Reproduce the entries shown below only from the line with "Wraps already wired" down to the line with "if cells.is_empty() ||", keeping both end lines and copying each one exactly.

● AVAILABLE RECORDS:

Content starts

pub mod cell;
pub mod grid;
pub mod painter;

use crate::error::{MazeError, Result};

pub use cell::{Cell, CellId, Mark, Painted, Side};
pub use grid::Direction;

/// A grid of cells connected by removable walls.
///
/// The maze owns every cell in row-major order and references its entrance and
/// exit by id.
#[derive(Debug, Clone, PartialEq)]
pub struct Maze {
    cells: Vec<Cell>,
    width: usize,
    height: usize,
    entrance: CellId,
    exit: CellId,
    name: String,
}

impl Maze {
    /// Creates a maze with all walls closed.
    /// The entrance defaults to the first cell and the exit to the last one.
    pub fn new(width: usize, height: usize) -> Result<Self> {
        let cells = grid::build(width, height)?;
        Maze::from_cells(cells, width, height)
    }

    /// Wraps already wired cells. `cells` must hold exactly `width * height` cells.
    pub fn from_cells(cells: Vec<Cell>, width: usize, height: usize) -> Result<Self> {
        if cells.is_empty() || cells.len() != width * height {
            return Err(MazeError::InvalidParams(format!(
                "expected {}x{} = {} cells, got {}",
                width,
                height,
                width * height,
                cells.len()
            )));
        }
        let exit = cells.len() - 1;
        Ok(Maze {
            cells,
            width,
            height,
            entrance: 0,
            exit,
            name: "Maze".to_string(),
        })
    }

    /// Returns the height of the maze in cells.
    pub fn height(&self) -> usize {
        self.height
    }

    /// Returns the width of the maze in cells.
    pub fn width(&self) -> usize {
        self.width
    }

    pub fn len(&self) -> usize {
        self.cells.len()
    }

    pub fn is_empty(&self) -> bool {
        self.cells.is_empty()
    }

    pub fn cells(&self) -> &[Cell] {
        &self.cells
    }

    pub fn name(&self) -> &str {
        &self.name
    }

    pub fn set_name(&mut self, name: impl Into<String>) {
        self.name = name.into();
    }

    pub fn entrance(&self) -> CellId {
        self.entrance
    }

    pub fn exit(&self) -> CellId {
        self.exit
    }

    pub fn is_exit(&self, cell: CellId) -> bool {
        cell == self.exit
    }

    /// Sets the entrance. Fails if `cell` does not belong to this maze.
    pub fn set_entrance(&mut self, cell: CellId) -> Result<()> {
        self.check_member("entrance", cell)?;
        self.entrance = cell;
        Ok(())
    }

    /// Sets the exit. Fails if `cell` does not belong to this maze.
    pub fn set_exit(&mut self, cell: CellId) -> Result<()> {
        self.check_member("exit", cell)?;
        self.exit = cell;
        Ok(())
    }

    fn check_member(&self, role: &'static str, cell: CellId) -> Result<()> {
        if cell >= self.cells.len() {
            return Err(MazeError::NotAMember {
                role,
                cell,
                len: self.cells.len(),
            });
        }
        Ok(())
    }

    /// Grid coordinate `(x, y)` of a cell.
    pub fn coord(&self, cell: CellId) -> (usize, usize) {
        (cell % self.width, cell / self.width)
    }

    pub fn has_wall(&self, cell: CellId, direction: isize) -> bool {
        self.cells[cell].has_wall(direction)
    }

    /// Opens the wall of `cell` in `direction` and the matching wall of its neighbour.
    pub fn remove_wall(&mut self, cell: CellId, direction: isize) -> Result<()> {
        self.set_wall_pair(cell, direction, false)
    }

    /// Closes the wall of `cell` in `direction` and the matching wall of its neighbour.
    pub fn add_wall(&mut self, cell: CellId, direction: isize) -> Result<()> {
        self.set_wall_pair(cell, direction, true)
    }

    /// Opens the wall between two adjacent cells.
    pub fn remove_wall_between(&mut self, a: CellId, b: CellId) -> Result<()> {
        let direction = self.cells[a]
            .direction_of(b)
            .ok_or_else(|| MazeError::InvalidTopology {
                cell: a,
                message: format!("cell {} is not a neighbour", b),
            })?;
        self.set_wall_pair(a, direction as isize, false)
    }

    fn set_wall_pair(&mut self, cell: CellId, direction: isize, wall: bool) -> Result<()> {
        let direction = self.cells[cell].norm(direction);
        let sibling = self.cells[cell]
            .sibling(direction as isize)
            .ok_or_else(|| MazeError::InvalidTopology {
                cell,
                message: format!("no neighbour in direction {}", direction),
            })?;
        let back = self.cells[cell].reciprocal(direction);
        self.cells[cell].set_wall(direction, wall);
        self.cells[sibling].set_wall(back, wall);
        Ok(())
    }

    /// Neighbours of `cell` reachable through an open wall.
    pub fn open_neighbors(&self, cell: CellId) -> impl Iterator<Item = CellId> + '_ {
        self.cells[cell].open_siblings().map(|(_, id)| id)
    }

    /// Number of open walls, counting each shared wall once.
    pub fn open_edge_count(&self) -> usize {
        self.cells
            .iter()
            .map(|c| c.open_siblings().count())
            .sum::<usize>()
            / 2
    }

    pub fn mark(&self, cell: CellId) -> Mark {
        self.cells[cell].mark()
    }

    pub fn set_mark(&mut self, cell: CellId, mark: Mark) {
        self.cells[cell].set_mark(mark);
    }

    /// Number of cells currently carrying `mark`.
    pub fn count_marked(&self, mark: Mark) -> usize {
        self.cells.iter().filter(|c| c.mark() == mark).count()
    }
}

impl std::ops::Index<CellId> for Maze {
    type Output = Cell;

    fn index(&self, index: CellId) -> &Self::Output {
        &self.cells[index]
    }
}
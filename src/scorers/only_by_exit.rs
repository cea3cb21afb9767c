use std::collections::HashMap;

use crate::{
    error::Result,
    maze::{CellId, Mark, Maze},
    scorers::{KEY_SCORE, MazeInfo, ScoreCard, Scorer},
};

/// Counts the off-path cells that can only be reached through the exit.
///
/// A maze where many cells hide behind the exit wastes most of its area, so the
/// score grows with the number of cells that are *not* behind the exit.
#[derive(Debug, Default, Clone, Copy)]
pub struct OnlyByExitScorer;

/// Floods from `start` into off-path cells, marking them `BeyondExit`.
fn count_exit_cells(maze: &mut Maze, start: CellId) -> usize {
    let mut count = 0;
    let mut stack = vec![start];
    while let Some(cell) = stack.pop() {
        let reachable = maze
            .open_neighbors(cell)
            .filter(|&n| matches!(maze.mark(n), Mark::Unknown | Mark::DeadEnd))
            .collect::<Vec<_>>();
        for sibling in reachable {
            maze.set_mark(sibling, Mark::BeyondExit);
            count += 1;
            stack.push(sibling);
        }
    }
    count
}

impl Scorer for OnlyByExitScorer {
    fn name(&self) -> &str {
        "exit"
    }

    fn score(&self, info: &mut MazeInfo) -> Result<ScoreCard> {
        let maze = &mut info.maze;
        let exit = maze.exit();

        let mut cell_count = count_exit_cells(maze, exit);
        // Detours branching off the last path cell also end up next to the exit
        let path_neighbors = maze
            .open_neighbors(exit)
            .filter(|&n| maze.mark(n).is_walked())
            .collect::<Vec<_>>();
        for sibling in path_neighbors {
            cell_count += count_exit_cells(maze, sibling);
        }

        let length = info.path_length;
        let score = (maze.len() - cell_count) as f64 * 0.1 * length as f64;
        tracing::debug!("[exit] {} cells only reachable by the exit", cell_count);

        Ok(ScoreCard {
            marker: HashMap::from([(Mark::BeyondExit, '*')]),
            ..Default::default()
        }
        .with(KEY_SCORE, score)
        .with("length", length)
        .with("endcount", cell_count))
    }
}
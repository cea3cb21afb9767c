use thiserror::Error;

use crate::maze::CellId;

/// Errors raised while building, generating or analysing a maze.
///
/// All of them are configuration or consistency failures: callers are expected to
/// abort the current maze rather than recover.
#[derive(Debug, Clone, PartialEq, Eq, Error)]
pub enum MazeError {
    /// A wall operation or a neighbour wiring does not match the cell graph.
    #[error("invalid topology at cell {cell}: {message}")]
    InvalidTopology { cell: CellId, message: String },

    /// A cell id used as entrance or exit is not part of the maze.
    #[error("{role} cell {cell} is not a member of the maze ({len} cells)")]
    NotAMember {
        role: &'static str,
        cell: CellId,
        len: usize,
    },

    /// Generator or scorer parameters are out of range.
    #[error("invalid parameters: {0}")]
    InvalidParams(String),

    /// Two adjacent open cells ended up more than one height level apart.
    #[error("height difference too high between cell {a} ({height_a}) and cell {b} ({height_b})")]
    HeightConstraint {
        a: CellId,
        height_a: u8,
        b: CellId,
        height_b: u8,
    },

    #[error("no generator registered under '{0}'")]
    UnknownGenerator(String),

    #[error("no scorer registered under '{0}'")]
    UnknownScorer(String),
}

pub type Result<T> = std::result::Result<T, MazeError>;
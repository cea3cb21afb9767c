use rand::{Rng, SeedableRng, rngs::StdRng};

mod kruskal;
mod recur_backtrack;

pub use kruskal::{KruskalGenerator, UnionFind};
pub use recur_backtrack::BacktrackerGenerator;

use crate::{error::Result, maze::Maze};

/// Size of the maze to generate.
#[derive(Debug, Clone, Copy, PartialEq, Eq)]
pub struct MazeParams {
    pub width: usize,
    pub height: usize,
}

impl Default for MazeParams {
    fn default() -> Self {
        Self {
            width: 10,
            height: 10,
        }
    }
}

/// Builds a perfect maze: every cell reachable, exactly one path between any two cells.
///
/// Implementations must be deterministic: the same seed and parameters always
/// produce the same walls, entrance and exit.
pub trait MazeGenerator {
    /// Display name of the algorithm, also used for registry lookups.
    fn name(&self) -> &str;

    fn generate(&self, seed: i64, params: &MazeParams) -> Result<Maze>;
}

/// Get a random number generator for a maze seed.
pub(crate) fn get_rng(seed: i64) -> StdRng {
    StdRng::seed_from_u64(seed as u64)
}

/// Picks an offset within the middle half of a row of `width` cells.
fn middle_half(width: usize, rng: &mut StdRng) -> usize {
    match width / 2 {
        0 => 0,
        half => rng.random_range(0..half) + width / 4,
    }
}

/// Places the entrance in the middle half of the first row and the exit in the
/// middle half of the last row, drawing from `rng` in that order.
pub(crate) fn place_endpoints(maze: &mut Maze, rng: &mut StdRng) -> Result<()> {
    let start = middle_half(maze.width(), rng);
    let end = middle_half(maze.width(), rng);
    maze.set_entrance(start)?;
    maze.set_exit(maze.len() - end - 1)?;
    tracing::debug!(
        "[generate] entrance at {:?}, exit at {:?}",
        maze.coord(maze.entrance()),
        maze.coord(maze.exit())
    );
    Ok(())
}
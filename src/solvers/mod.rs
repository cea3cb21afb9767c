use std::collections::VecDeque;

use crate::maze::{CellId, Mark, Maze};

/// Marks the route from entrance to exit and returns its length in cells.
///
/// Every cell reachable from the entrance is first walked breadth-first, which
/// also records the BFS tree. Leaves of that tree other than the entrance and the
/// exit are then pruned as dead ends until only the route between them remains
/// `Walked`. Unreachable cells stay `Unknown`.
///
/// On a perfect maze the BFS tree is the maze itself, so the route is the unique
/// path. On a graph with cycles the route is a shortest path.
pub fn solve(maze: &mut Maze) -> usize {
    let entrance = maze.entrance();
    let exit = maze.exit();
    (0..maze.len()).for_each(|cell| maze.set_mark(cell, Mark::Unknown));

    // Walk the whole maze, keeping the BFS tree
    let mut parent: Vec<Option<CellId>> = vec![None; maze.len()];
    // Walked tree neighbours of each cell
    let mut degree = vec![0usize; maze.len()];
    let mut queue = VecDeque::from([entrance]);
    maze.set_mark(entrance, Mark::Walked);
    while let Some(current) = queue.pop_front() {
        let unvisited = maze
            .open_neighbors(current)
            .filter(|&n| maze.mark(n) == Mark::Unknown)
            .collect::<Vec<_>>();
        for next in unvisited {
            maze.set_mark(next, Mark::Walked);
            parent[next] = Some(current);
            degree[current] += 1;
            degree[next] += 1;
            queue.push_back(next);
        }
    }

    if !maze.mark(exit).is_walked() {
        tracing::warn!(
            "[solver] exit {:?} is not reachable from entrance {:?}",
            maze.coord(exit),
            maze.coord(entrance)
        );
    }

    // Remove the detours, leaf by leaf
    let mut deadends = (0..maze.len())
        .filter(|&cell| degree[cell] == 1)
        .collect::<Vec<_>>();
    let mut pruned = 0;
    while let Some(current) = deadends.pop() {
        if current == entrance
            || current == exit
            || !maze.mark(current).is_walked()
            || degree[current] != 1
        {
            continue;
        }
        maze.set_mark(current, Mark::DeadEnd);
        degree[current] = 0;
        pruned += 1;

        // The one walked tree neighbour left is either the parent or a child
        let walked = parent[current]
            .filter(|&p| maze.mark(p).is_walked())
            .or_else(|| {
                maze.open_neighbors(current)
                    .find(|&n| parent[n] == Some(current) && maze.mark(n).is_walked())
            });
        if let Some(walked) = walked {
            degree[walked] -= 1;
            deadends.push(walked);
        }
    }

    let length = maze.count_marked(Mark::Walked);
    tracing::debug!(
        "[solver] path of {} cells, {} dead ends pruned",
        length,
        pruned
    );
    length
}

Content ends

● REPLY TO THE EXERCISE:
    /// Wraps already wired cells. `cells` must hold exactly `width * height` cells.
    pub fn from_cells(cells: Vec<Cell>, width: usize, height: usize) -> Result<Self> {
        if cells.is_empty() || cells.len() != width * height {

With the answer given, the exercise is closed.